The Failure to Find Iraqi Weapons
The New York Times | Editorial
Friday 26 September 2003
This page did not support the war in Iraq, but it never quarreled with one of its basic premises. Like President Bush, we believed that Saddam Hussein was hiding potentially large quantities of chemical and biological weapons and aggressively pursuing nuclear arms. Like the president, we thought those weapons posed a grave danger to the United States and the rest of the world. Now it appears that premise was wrong. We cannot in hindsight blame the administration for its original conclusions. They were based on the best intelligence available, which had led the Clinton administration before it and the governments of allied nations to reach the same conclusion.
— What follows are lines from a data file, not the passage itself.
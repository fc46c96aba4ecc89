//! Interactive console menu.
//!
//! The menu reads from any [`BufRead`] and writes to any [`Write`], so the
//! same code drives a terminal session and an in-memory script. It only
//! prompts, parses, and prints; every catalog change goes through the
//! [`Controller`].

use std::io::{self, BufRead, Write};

use thiserror::Error;
use tracing::{info, warn};

use crate::config::{OutputFormat, ProfileConfig};
use crate::controller::{BookEdit, Controller};
use crate::library::validation::{self, Field};
use crate::library::{Book, Library, ValidationError};

const RULE: &str = "══════════════════════════════════════════════════════════════";

/// Errors that end a menu session
#[derive(Debug, Error)]
pub enum MenuError {
    #[error("Input closed")]
    InputClosed,

    #[error("IO error: {0}")]
    Io(#[from] io::Error),

    #[error("Serialization error: {0}")]
    Serialization(#[from] serde_json::Error),

    #[error("Invalid library profile: {0}")]
    Profile(#[from] ValidationError),
}

/// Console session over an input source and an output sink
pub struct Menu<R, W> {
    input: R,
    output: W,
    format: OutputFormat,
}
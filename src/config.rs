//! Configuration for the library profile and output format.
//!
//! Configuration sources (highest priority first):
//! 1. Command-line flags (applied by the CLI on top of this module)
//! 2. Environment variables (LMS_LIBRARY_NAME, LMS_LIBRARY_ADDRESS, LMS_PINCODE, LMS_FORMAT)
//! 3. Config file (.lms/config.yaml)
//! 4. Interactive prompt for any profile field still missing
//!
//! Config file discovery:
//! - Searches current directory and parents for .lms/config.yaml
//! - Falls back to ~/.lms/config.yaml

use std::fmt;
use std::path::{Path, PathBuf};
use std::str::FromStr;
use std::sync::OnceLock;

use anyhow::{Context, Result};
use serde::Deserialize;
use tracing::warn;

/// Global cached configuration (stores Result to handle init errors)
static CONFIG: OnceLock<Result<ResolvedConfig, String>> = OnceLock::new();

pub const ENV_LIBRARY_NAME: &str = "LMS_LIBRARY_NAME";
pub const ENV_LIBRARY_ADDRESS: &str = "LMS_LIBRARY_ADDRESS";
pub const ENV_PINCODE: &str = "LMS_PINCODE";
pub const ENV_FORMAT: &str = "LMS_FORMAT";

/// Raw config file schema (matches YAML structure)
#[derive(Debug, Clone, Deserialize)]
pub struct ConfigFile {
    pub version: String,
    #[serde(default)]
    pub library: ProfileConfig,
    #[serde(default)]
    pub display: Option<DisplayConfig>,
}

/// Library profile values; anything missing is prompted for
#[derive(Debug, Clone, Default, PartialEq, Eq, Deserialize)]
pub struct ProfileConfig {
    pub name: Option<String>,
    pub address: Option<String>,
    pub pincode: Option<i64>,
}

#[derive(Debug, Clone, Deserialize)]
pub struct DisplayConfig {
    pub format: Option<OutputFormat>,
}

/// How book records are rendered
#[derive(Debug, Clone, Copy, Default, PartialEq, Eq, Deserialize)]
#[serde(rename_all = "snake_case")]
pub enum OutputFormat {
    /// `Book [Name: ..., Author: ...]` lines
    #[default]
    Text,

    /// One JSON object per line
    Json,
}

impl fmt::Display for OutputFormat {
    fn fmt(&self, f: &mut fmt::Formatter<'_>) -> fmt::Result {
        match self {
            OutputFormat::Text => write!(f, "text"),
            OutputFormat::Json => write!(f, "json"),
        }
    }
}

impl FromStr for OutputFormat {
    type Err = anyhow::Error;

    fn from_str(s: &str) -> Result<Self> {
        match s.trim().to_lowercase().as_str() {
            "text" | "plain" => Ok(OutputFormat::Text),
            "json" => Ok(OutputFormat::Json),
            _ => anyhow::bail!("Unknown output format: {}", s),
        }
    }
}

/// Resolved configuration
#[derive(Debug, Clone, Default)]
pub struct ResolvedConfig {
    /// Profile values known before the menu starts
    pub profile: ProfileConfig,
    /// Output format for book records
    pub format: OutputFormat,
    /// Path to config file (if found)
    pub config_file: Option<PathBuf>,
}

/// Find config file by searching current directory and parents, then home
fn find_config_file() -> Option<PathBuf> {
    if let Ok(mut current) = std::env::current_dir() {
        loop {
            let config_path = current.join(".lms").join("config.yaml");
            if config_path.exists() {
                return Some(config_path);
            }

            if !current.pop() {
                break;
            }
        }
    }

    let home_config = dirs::home_dir()?.join(".lms").join("config.yaml");
    home_config.exists().then_some(home_config)
}

/// Load and parse config file
fn load_config_file(path: &Path) -> Result<ConfigFile> {
    let content = std::fs::read_to_string(path)
        .with_context(|| format!("Failed to read config file: {}", path.display()))?;

    serde_yaml::from_str(&content)
        .with_context(|| format!("Failed to parse config file: {}", path.display()))
}

/// Merge a parsed config file with environment lookups
fn resolve(
    config_file: Option<(PathBuf, ConfigFile)>,
    env: impl Fn(&str) -> Option<String>,
) -> Result<ResolvedConfig> {
    let (config_path, file_profile, file_format) = match config_file {
        Some((path, file)) => {
            let format = file.display.and_then(|d| d.format);
            (Some(path), file.library, format)
        }
        None => (None, ProfileConfig::default(), None),
    };

    // A non-numeric pincode is dropped so the menu prompts for it
    let pincode = match env(ENV_PINCODE) {
        Some(raw) => match raw.trim().parse::<i64>() {
            Ok(pincode) => Some(pincode),
            Err(_) => {
                warn!("Ignoring {}: not a number: {}", ENV_PINCODE, raw);
                file_profile.pincode
            }
        },
        None => file_profile.pincode,
    };

    let format = match env(ENV_FORMAT) {
        Some(raw) => raw.parse()?,
        None => file_format.unwrap_or_default(),
    };

    Ok(ResolvedConfig {
        profile: ProfileConfig {
            name: env(ENV_LIBRARY_NAME).or(file_profile.name),
            address: env(ENV_LIBRARY_ADDRESS).or(file_profile.address),
            pincode,
        },
        format,
        config_file: config_path,
    })
}

/// Load configuration from all sources
fn load_config() -> Result<ResolvedConfig> {
    let config_file = match find_config_file() {
        Some(path) => {
            let file = load_config_file(&path)?;
            Some((path, file))
        }
        None => None,
    };

    resolve(config_file, |key| std::env::var(key).ok())
}

/// Get the global configuration (loads once, then cached)
pub fn config() -> Result<&'static ResolvedConfig> {
    let result = CONFIG.get_or_init(|| load_config().map_err(|e| format!("{:#}", e)));

    match result {
        Ok(config) => Ok(config),
        Err(e) => anyhow::bail!("{}", e),
    }
}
But even the best intelligence can turn out to be mistaken, and the likelihood that this was the case in Iraq shows why pre-emptive war, the Bush administration's strategy since 9/11, is so ill conceived as a foundation for security policy. If intelligence and risk assessment are sketchy — and when are they not? — using them as the basis for pre-emptive war poses enormous dangers.
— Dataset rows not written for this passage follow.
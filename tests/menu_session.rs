//! Menu Session Integration Tests
//!
//! Drives the console menu with scripted input and checks both the
//! printed status lines and the final catalog state.

use std::io::Cursor;

use lms::cli::Menu;
use lms::config::{OutputFormat, ProfileConfig};

fn run(script: &str) -> (lms::Controller, String) {
    let profile = ProfileConfig {
        name: Some("City Library".into()),
        address: Some("1 Main Street".into()),
        pincode: Some(560_001),
    };

    let mut menu = Menu::new(Cursor::new(script.to_string()), Vec::new(), OutputFormat::Text);
    let controller = menu
        .run(&profile)
        .unwrap()
        .expect("profile was preset, menu should start");
    let output = String::from_utf8(menu.into_output()).unwrap();
    (controller, output)
}

#[test]
fn test_add_borrow_return_statistics() {
    let script = [
        "1", "1984", "Orwell", "10.99", "ISBN1", "1", // add
        "5", "1984", // borrow
        "5", "1984", // borrow again, none left
        "6", "1984", // return
        "10", // statistics
        "0",
    ]
    .join("\n");

    let (controller, output) = run(&script);

    assert!(output.contains("✓ Book added successfully!"));
    assert!(output.contains("✓ Book borrowed successfully!"));
    assert!(output.contains("✗ Book not available for borrowing."));
    assert!(output.contains("✓ Book returned successfully!"));
    assert!(output.contains("Total unique books: 1"));
    assert!(output.contains("Total book copies: 1"));
    assert!(output.contains("THANK YOU FOR USING LMS!"));

    assert_eq!(controller.get_book("1984").unwrap().quantity(), 1);
}

#[test]
fn test_search_remove_and_listings() {
    let script = [
        "1", "Emma", "Austen", "4", "", "1", //
        "1", "Persuasion", "Austen", "5", "", "1", //
        "5", "Emma", //
        "8", // available
        "9", "austen", // by author
        "4", "persuasion", // search
        "2", "Nowhere", // remove missing
        "2", "Emma", // remove
        "7", // all
    ]
    .join("\n");

    // No trailing exit: end of input ends the session
    let (controller, output) = run(&script);

    assert!(output.contains("=== Available Books ==="));
    assert!(output.contains("Books by austen:"));
    assert!(output.contains("✓ Book found!"));
    assert!(output.contains(
        "Book [Name: Persuasion, Author: Austen, Price: $5.00, ISBN: N/A, Quantity: 1, Available: Yes]"
    ));
    assert!(output.contains("✗ Book not found or could not be removed."));
    assert!(output.contains("✓ Book removed successfully!"));
    assert!(output.contains("GOODBYE!"));

    assert_eq!(controller.get_total_books(), 1);
    assert!(controller.get_book("Emma").is_none());
}

#[test]
fn test_empty_catalog_messages() {
    let (_, output) = run("7\n8\n9\nNobody\n0\n");

    assert!(output.contains("No books available in the library."));
    assert!(output.contains("No books available for borrowing."));
    assert!(output.contains("No books found by this author."));
}

#[test]
fn test_update_rename_keeps_position() {
    let script = [
        "1", "Emma", "Austen", "4", "", "1", //
        "1", "Dune", "Herbert", "9", "", "1", //
        "3", "emma", "1", "Emma (Annotated)", //
        "0",
    ]
    .join("\n");

    let (controller, output) = run(&script);

    assert!(output.contains("✓ Book updated successfully!"));
    let names: Vec<_> = controller
        .get_all_books()
        .iter()
        .map(|b| b.name().to_string())
        .collect();
    assert_eq!(names, vec!["Emma (Annotated)", "Dune"]);
}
A draft of an interim report by David Kay, the American leading the hunt for banned arms in Iraq, says the team has not found any such weapons after nearly four months of intensively searching and interviewing top Iraqi scientists. There is some evidence of chemicals and equipment that could have been put to illicit use. But, to the chagrin of Mr. Bush's top lieutenants, there is nothing more.
It remains remotely possible, of course, that something will be found. But Mr. Kay's draft suggests that the weapons are simply not there. Why Mr. Hussein did not prove that when the United Nations demanded an explanation remains a puzzle. His failure to come clean strengthened the conviction that he had a great deal to hide. His history as a vicious tyrant who had used chemical weapons in war and against his own people lent credence to the fear that he could not be trusted with whatever he was holding and would pose a significant threat.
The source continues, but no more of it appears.